Segment Start: Records to use
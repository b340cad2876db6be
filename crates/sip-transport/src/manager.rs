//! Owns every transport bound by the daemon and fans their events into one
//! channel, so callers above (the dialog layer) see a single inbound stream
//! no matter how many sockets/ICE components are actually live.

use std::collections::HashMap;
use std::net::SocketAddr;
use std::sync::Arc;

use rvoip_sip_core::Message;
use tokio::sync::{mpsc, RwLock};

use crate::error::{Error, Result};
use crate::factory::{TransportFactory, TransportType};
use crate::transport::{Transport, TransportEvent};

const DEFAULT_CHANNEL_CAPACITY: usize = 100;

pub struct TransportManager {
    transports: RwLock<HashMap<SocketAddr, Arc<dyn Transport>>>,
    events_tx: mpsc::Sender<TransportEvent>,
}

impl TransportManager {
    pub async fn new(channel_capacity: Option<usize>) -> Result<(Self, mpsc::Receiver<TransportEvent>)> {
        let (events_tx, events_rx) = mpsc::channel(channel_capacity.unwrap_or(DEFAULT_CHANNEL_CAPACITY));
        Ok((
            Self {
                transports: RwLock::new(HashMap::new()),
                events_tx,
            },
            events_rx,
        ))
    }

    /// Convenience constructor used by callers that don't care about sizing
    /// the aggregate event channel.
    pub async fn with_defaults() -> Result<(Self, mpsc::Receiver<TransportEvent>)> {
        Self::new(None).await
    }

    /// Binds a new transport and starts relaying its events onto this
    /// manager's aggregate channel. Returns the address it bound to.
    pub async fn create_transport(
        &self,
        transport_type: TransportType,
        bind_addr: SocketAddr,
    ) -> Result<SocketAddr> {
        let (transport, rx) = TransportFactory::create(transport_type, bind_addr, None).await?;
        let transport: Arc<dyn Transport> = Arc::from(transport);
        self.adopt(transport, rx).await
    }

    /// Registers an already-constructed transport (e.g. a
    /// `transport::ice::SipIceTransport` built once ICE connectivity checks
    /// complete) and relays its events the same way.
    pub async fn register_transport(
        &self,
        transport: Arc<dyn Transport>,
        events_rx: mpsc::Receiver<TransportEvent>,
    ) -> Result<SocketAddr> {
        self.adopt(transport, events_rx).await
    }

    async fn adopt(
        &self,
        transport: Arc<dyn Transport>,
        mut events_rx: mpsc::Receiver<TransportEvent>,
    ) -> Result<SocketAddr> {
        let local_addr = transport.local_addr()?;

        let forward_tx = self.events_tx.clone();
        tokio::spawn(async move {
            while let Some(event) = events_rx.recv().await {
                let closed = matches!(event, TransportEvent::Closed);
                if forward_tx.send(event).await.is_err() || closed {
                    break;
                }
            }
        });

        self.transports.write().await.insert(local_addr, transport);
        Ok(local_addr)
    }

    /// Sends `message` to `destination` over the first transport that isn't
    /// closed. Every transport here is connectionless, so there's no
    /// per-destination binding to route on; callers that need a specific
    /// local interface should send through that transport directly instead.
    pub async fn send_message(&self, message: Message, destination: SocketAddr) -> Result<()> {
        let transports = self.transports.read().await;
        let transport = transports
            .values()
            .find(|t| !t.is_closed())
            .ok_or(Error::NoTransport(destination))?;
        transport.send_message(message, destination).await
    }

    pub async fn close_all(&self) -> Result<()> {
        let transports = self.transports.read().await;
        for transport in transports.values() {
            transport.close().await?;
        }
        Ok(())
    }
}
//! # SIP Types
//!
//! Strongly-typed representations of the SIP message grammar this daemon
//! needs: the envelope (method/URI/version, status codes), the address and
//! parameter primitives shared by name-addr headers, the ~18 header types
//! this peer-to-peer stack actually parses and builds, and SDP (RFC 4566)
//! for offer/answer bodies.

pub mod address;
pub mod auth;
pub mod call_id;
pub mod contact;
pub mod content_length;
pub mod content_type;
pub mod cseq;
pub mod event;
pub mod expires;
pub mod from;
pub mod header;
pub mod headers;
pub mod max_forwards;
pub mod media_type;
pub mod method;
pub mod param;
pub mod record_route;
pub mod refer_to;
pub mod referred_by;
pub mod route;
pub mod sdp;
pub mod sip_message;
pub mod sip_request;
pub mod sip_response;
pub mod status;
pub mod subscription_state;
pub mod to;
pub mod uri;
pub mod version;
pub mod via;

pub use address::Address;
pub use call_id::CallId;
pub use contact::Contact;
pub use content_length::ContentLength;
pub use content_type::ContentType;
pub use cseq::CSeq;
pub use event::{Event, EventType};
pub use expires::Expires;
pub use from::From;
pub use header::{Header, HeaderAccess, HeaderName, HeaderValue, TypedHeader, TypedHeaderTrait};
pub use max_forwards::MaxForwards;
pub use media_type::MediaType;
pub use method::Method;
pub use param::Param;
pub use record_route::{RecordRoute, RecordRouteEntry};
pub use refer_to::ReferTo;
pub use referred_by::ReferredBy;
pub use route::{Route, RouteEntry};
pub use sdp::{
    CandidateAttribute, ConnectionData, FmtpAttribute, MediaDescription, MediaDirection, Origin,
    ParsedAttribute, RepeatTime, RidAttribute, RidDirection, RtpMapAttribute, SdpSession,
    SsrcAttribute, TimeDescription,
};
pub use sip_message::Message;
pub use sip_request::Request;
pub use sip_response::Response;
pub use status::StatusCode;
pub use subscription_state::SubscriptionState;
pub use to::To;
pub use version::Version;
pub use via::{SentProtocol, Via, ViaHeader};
Segment End: Records to use
Goal of the exercise -> Exactly the lines from the start of the entries through the one bearing "single inbound stream" are to be output, with both ends included.

Expected answer ->
repository b340cad2876db6be
filename crates/sip-transport/src/manager.rs
//! Owns every transport bound by the daemon and fans their events into one
//! channel, so callers above (the dialog layer) see a single inbound stream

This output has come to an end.